Makes Low Down Payment Loans Possible?
Simply put, mortgage insurance
protects the mortgage company against financial
loss if a homeowner stops making mortgage
payments. Mortgage companies usually require
insurance on low down payment loans for
protection in the event that the homeowner
fails to make his or her payments. When
a homeowner fails to make the mortgage payments,
a default occurs and the home goes into
foreclosure. Both the homeowner and the
mortgage insurer lose in a foreclosure.
The homeowner loses the house and all of
the money put into it. The mortgage insurer
will then have to pay the mortgage company's
claim on the defaulted loan.
For this reason, it is crucial that the
family buying the home can really afford
it, not only at the time it is purchased,
but throughout the time period of the loan.

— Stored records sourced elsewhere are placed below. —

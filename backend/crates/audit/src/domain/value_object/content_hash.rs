//! Content Hash Value Object
//!
//! SHA-256 over the canonical JSON form of an audit record. Object keys are
//! sorted at every depth so the digest does not depend on how a producer
//! ordered its metadata.

use serde_json::{Map, Value};
use sha2::{Digest, Sha256};
use std::fmt;

#[derive(Clone, Copy, PartialEq, Eq, Hash)]
pub struct ContentHash([u8; 32]);

impl ContentHash {
    pub fn of_value(value: &Value) -> Self {
        let canonical = canonical_json(value);
        Self(Sha256::digest(canonical.as_bytes()).into())
    }

    pub fn from_bytes(bytes: [u8; 32]) -> Self {
        Self(bytes)
    }

    /// Lowercase hex without a `0x` prefix
    pub fn from_hex(hex_str: &str) -> Option<Self> {
        let bytes = hex::decode(hex_str.trim_start_matches("0x")).ok()?;
        let bytes: [u8; 32] = bytes.try_into().ok()?;
        Some(Self(bytes))
    }

    pub fn as_bytes(&self) -> &[u8; 32] {
        &self.0
    }

    pub fn to_hex(&self) -> String {
        hex::encode(self.0)
    }
}

impl fmt::Display for ContentHash {
    fn fmt(&self, f: &mut fmt::Formatter<'_>) -> fmt::Result {
        f.write_str(&self.to_hex())
    }
}

impl fmt::Debug for ContentHash {
    fn fmt(&self, f: &mut fmt::Formatter<'_>) -> fmt::Result {
        write!(f, "ContentHash({})", self.to_hex())
    }
}

/// Serialise with sorted object keys
pub fn canonical_json(value: &Value) -> String {
    sorted(value).to_string()
}

fn sorted(value: &Value) -> Value {
    match value {
        Value::Object(map) => {
            let mut keys: Vec<&String> = map.keys().collect();
            keys.sort();
            let mut out = Map::new();
            for key in keys {
                out.insert(key.clone(), sorted(&map[key]));
            }
            Value::Object(out)
        }
        Value::Array(items) => Value::Array(items.iter().map(sorted).collect()),
        other => other.clone(),
    }
}
//! API DTOs

use chrono::{DateTime, Utc};
use serde::{Deserialize, Serialize};
use validator::Validate;

use crate::domain::entity::id_verification::{
    DocumentType, IdVerification, ReviewDecision, VerificationStatus,
};

#[derive(Debug, Clone, Deserialize, Validate)]
#[serde(rename_all = "camelCase")]
pub struct UploadVerificationRequest {
    pub document_type: DocumentType,
    #[validate(url(message = "must be a URL"), length(max = 2048))]
    pub front_image_url: String,
    #[validate(url(message = "must be a URL"), length(max = 2048))]
    pub back_image_url: Option<String>,
    #[validate(url(message = "must be a URL"), length(max = 2048))]
    pub selfie_image_url: Option<String>,
}

#[derive(Debug, Clone, Deserialize, Validate)]
#[serde(rename_all = "camelCase")]
pub struct ListVerificationsQuery {
    pub status: Option<VerificationStatus>,
    #[validate(range(min = 1, max = 200, message = "must be between 1 and 200"))]
    pub limit: Option<i64>,
}

#[derive(Debug, Clone, Deserialize, Validate)]
#[serde(rename_all = "camelCase")]
pub struct ReviewRequest {
    pub decision: ReviewDecision,
    #[validate(length(max = 500))]
    pub reason: Option<String>,
}

#[derive(Debug, Clone, Serialize)]
#[serde(rename_all = "camelCase")]
pub struct VerificationResponse {
    pub id: String,
    pub user_id: String,
    pub document_type: DocumentType,
    pub front_image_url: String,
    pub back_image_url: Option<String>,
    pub selfie_image_url: Option<String>,
    pub status: VerificationStatus,
    pub uploaded_at: DateTime<Utc>,
    pub can_revert_until: DateTime<Utc>,
    pub can_revert: bool,
    pub reviewer_id: Option<String>,
    pub reviewed_at: Option<DateTime<Utc>>,
    pub rejection_reason: Option<String>,
}

impl VerificationResponse {
    pub fn at(v: IdVerification, now: DateTime<Utc>) -> Self {
        Self {
            can_revert: v.can_revert_at(now),
            id: v.id.to_string(),
            user_id: v.user_id,
            document_type: v.document_type,
            front_image_url: v.images.front,
            back_image_url: v.images.back,
            selfie_image_url: v.images.selfie,
            status: v.status,
            uploaded_at: v.uploaded_at,
            can_revert_until: v.can_revert_until,
            reviewer_id: v.reviewer_id,
            reviewed_at: v.reviewed_at,
            rejection_reason: v.rejection_reason,
        }
    }
}

#[derive(Debug, Clone, Serialize)]
#[serde(rename_all = "camelCase")]
pub struct MyVerificationResponse {
    /// `null` when nothing was uploaded
    pub verification: Option<VerificationResponse>,
}

#[derive(Debug, Clone, Serialize)]
#[serde(rename_all = "camelCase")]
pub struct ListVerificationsResponse {
    pub verifications: Vec<VerificationResponse>,
}
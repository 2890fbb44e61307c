use askama::Template;
use askama_axum::IntoResponse as AskamaTemplateResponse;
use axum::{
    extract::State,
    http::StatusCode,
    response::{IntoResponse, Redirect, Response},
    routing::{get, post},
    Form, Router,
};
use axum_extra::extract::cookie::PrivateCookieJar;
use serde::Deserialize;

use crate::{
    auth::{self, CurrentUser},
    error::AppError,
    state::AppState,
};

pub fn router() -> Router<AppState> {
    Router::new()
        .route("/", get(landing))
        .route("/login", get(login_form).post(login_submit))
        .route("/register", get(register_form).post(register_submit))
        .route("/logout", post(logout))
}

#[derive(Template)]
#[template(path = "landing.html")]
struct LandingTemplate {
    logged_in: bool,
}

async fn landing(current: CurrentUser) -> impl IntoResponse {
    AskamaTemplateResponse::into_response(LandingTemplate {
        logged_in: current.0.is_some(),
    })
}

#[derive(Template)]
#[template(path = "auth/login.html")]
pub struct LoginTemplate {
    show_error: bool,
    error_message: String,
    identifier: String,
}

async fn login_form() -> impl IntoResponse {
    AskamaTemplateResponse::into_response(LoginTemplate {
        show_error: false,
        error_message: String::new(),
        identifier: String::new(),
    })
}

#[derive(Deserialize)]
struct LoginForm {
    identifier: String,
    password: String,
}

async fn login_submit(
    State(state): State<AppState>,
    jar: PrivateCookieJar,
    Form(form): Form<LoginForm>,
) -> Result<Response, AppError> {
    match auth::authenticate_user(&state, &form.identifier, &form.password).await {
        Ok(user) => {
            let session_id = auth::create_session(&state, user.id).await?;
            Ok((
                auth::apply_session_cookie(jar, &session_id),
                Redirect::to("/me"),
            )
                .into_response())
        }
        Err(AppError::Unauthorized) => Ok(render_login_error(
            form.identifier,
            "Sign in failed - please check your details.".into(),
        )),
        Err(AppError::BadRequest(msg)) => Ok(render_login_error(form.identifier, msg)),
        Err(err) => Err(err),
    }
}

fn render_login_error(identifier: String, message: String) -> Response {
    (
        StatusCode::BAD_REQUEST,
        AskamaTemplateResponse::into_response(LoginTemplate {
            show_error: true,
            error_message: message,
            identifier,
        }),
    )
        .into_response()
}

#[derive(Template)]
#[template(path = "auth/register.html")]
pub struct RegisterTemplate {
    show_error: bool,
    error_message: String,
    username: String,
    email: String,
    phone: String,
}

async fn register_form() -> impl IntoResponse {
    AskamaTemplateResponse::into_response(RegisterTemplate {
        show_error: false,
        error_message: String::new(),
        username: String::new(),
        email: String::new(),
        phone: String::new(),
    })
}

#[derive(Deserialize)]
struct RegisterForm {
    username: String,
    email: String,
    phone: String,
    password: String,
    password_confirm: String,
}

async fn register_submit(
    State(state): State<AppState>,
    jar: PrivateCookieJar,
    Form(form): Form<RegisterForm>,
) -> Result<Response, AppError> {
    if form.password != form.password_confirm {
        return Ok(render_register_error(
            form.username,
            form.email,
            form.phone,
            "The passwords do not match.".into(),
        ));
    }

    match auth::register_user(&state, &form.username, &form.email, &form.phone, &form.password)
        .await
    {
        Ok(user) => {
            let session_id = auth::create_session(&state, user.id).await?;
            Ok((
                auth::apply_session_cookie(jar, &session_id),
                Redirect::to("/me"),
            )
                .into_response())
        }
        Err(AppError::BadRequest(msg)) => Ok(render_register_error(
            form.username,
            form.email,
            form.phone,
            msg,
        )),
        Err(err) => Err(err),
    }
}

fn render_register_error(
    username: String,
    email: String,
    phone: String,
    message: String,
) -> Response {
    (
        StatusCode::BAD_REQUEST,
        AskamaTemplateResponse::into_response(RegisterTemplate {
            show_error: true,
            error_message: message,
            username,
            email,
            phone,
        }),
    )
        .into_response()
}

async fn logout(
    State(state): State<AppState>,
    jar: PrivateCookieJar,
) -> Result<(PrivateCookieJar, Redirect), AppError> {
    if let Some(cookie) = jar.get(auth::SESSION_COOKIE) {
        auth::destroy_session(&state, cookie.value()).await?;
    }
    Ok((auth::clear_session_cookie(jar), Redirect::to("/")))
}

Although the cost of the mortgage insurance
is paid by the home buyer, or borrower,
the mortgage insurer works directly with
the mortgage company. Mortgage insurance
is available to commercial banks, savings
& loans and mortgage bankers, all of
whom offer mortgage loans to home buyers.
Remember that mortgage insurance is not
the same as credit life insurance, also
called mortgage life insurance. This type
of policy repays an outstanding mortgage
balance upon the death of the person who
took out the insurance policy.
The Secondary Market
The mortgage company's decision to use
mortgage insurance is driven by the requirements
of investors in the mortgage market. Because
of the losses that could occur, major investors
require mortgage insurance on all loans
made with low down payments.
The three primary investors in home loans
are Federal National Mortgage Association
(Fannie Mae), Federal Home Loan Mortgage
Corporation (Freddie Mac) and Government
National Mortgage Association (Ginnie Mae).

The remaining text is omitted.